## How to complete this task:
Output the records that follow exactly as they are written.

## Records provided:
■ ■ ■ ■
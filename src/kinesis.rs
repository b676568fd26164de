//! Kinesis `PutRecord` through the AWS SDK.
//!
//! Credentials and region come from the standard AWS provider chain
//! (environment, profile, instance metadata). Requests are SigV4 signed by the
//! SDK. [`KinesisConfig::endpoint`] overrides the endpoint for a local emulator
//! such as LocalStack.
//!
//! SDK retries are disabled: one call, one attempt.

use crate::error::StreamClientError;
use crate::models::PutRecordOutput;
use crate::publish::StreamClient;
use aws_config::retry::RetryConfig;
use aws_config::{BehaviorVersion, Region};
use aws_sdk_kinesis::Client;
use aws_sdk_kinesis::config::http::HttpResponse;
use aws_sdk_kinesis::error::{DisplayErrorContext, ProvideErrorMetadata, SdkError};
use aws_sdk_kinesis::operation::put_record::PutRecordError;
use aws_sdk_kinesis::primitives::Blob;
use std::time::Instant;
use tracing::{debug, instrument, warn};
use url::Url;

/// Where and how to reach Kinesis. Unset fields fall back to the AWS
/// provider chain.
#[derive(Debug, Clone, Default)]
pub struct KinesisConfig {
    pub endpoint: Option<Url>,
    pub region: Option<String>,
}

/// [`StreamClient`] backed by the Kinesis API.
#[derive(Debug, Clone)]
pub struct KinesisClient {
    client: Client,
}

impl KinesisClient {
    /// Resolve credentials and region from the environment, applying the
    /// overrides in `config`.
    pub async fn from_env(config: KinesisConfig) -> Self {
        let mut loader =
            aws_config::defaults(BehaviorVersion::latest()).retry_config(RetryConfig::disabled());
        if let Some(region) = config.region {
            loader = loader.region(Region::new(region));
        }
        if let Some(endpoint) = &config.endpoint {
            loader = loader.endpoint_url(endpoint.as_str());
        }
        let sdk_config = loader.load().await;
        debug!(region = ?sdk_config.region(), endpoint = ?config.endpoint, "Loaded AWS configuration");
        Self::from_client(Client::new(&sdk_config))
    }

    pub fn from_client(client: Client) -> Self {
        Self { client }
    }
}

impl StreamClient for KinesisClient {
    #[instrument(level = "info", skip(self, data), fields(bytes = data.len()))]
    async fn put_record(
        &self,
        stream_name: &str,
        data: String,
        partition_key: &str,
    ) -> Result<PutRecordOutput, StreamClientError> {
        let (name, arn) = if stream_name.starts_with("arn:") {
            (None, Some(stream_name.to_string()))
        } else {
            (Some(stream_name.to_string()), None)
        };

        let t0 = Instant::now();
        let output = self
            .client
            .put_record()
            .set_stream_name(name)
            .set_stream_arn(arn)
            .data(Blob::new(data.into_bytes()))
            .partition_key(partition_key)
            .send()
            .await
            .map_err(classify)?;
        debug!(elapsed_ms = t0.elapsed().as_millis() as u64, "PutRecord answered");

        Ok(PutRecordOutput {
            shard_id: output.shard_id().to_string(),
            sequence_number: output.sequence_number().to_string(),
        })
    }
}

/// Split SDK failures into service rejections and everything on our side.
fn classify(err: SdkError<PutRecordError, HttpResponse>) -> StreamClientError {
    match err {
        SdkError::ServiceError(ctx) => {
            let status = ctx.raw().status().as_u16();
            let service_err = ctx.into_err();
            let code = service_err.code().unwrap_or("UnknownError").to_string();
            let message = service_err
                .message()
                .map(str::to_string)
                .unwrap_or_else(|| service_err.to_string());
            warn!(status, %code, %message, "PutRecord rejected");
            StreamClientError::Service {
                status,
                code,
                message,
            }
        }
        SdkError::ResponseError(_) => {
            warn!(error = %DisplayErrorContext(&err), "Unreadable PutRecord response");
            StreamClientError::Decode(Box::new(err))
        }
        other => {
            warn!(error = %DisplayErrorContext(&other), "PutRecord was not delivered");
            StreamClientError::Transport(Box::new(other))
        }
    }
}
■ ■ ■ ■
## Task answer:
filename src/kinesis.rs
repository b676568fd26164de
//! Kinesis `PutRecord` through the AWS SDK.
//!
//! Credentials and region come from the standard AWS provider chain
//! (environment, profile, instance metadata). Requests are SigV4 signed by the
//! SDK. [`KinesisConfig::endpoint`] overrides the endpoint for a local emulator
//! such as LocalStack.
//!
//! SDK retries are disabled: one call, one attempt.

use crate::error::StreamClientError;
use crate::models::PutRecordOutput;
use crate::publish::StreamClient;
use aws_config::retry::RetryConfig;
use aws_config::{BehaviorVersion, Region};
use aws_sdk_kinesis::Client;
use aws_sdk_kinesis::config::http::HttpResponse;
use aws_sdk_kinesis::error::{DisplayErrorContext, ProvideErrorMetadata, SdkError};
use aws_sdk_kinesis::operation::put_record::PutRecordError;
use aws_sdk_kinesis::primitives::Blob;
use std::time::Instant;
use tracing::{debug, instrument, warn};
use url::Url;

/// Where and how to reach Kinesis. Unset fields fall back to the AWS
/// provider chain.
#[derive(Debug, Clone, Default)]
pub struct KinesisConfig {
    pub endpoint: Option<Url>,
    pub region: Option<String>,
}

/// [`StreamClient`] backed by the Kinesis API.
#[derive(Debug, Clone)]
pub struct KinesisClient {
    client: Client,
}

impl KinesisClient {
    /// Resolve credentials and region from the environment, applying the
    /// overrides in `config`.
    pub async fn from_env(config: KinesisConfig) -> Self {
        let mut loader =
            aws_config::defaults(BehaviorVersion::latest()).retry_config(RetryConfig::disabled());
        if let Some(region) = config.region {
            loader = loader.region(Region::new(region));
        }
        if let Some(endpoint) = &config.endpoint {
            loader = loader.endpoint_url(endpoint.as_str());
        }
        let sdk_config = loader.load().await;
        debug!(region = ?sdk_config.region(), endpoint = ?config.endpoint, "Loaded AWS configuration");
        Self::from_client(Client::new(&sdk_config))
    }

    pub fn from_client(client: Client) -> Self {
        Self { client }
    }
}

impl StreamClient for KinesisClient {
    #[instrument(level = "info", skip(self, data), fields(bytes = data.len()))]
    async fn put_record(
        &self,
        stream_name: &str,
        data: String,
        partition_key: &str,
    ) -> Result<PutRecordOutput, StreamClientError> {
        let (name, arn) = if stream_name.starts_with("arn:") {
            (None, Some(stream_name.to_string()))
        } else {
            (Some(stream_name.to_string()), None)
        };

        let t0 = Instant::now();
        let output = self
            .client
            .put_record()
            .set_stream_name(name)
            .set_stream_arn(arn)
            .data(Blob::new(data.into_bytes()))
            .partition_key(partition_key)
            .send()
            .await
            .map_err(classify)?;
        debug!(elapsed_ms = t0.elapsed().as_millis() as u64, "PutRecord answered");

        Ok(PutRecordOutput {
            shard_id: output.shard_id().to_string(),
            sequence_number: output.sequence_number().to_string(),
        })
    }
}

/// Split SDK failures into service rejections and everything on our side.
fn classify(err: SdkError<PutRecordError, HttpResponse>) -> StreamClientError {
    match err {
        SdkError::ServiceError(ctx) => {
            let status = ctx.raw().status().as_u16();
            let service_err = ctx.into_err();
            let code = service_err.code().unwrap_or("UnknownError").to_string();
            let message = service_err
                .message()
                .map(str::to_string)
                .unwrap_or_else(|| service_err.to_string());
            warn!(status, %code, %message, "PutRecord rejected");
            StreamClientError::Service {
                status,
                code,
                message,
            }
        }
        SdkError::ResponseError(_) => {
            warn!(error = %DisplayErrorContext(&err), "Unreadable PutRecord response");
            StreamClientError::Decode(Box::new(err))
        }
        other => {
            warn!(error = %DisplayErrorContext(&other), "PutRecord was not delivered");
            StreamClientError::Transport(Box::new(other))
        }
    }
}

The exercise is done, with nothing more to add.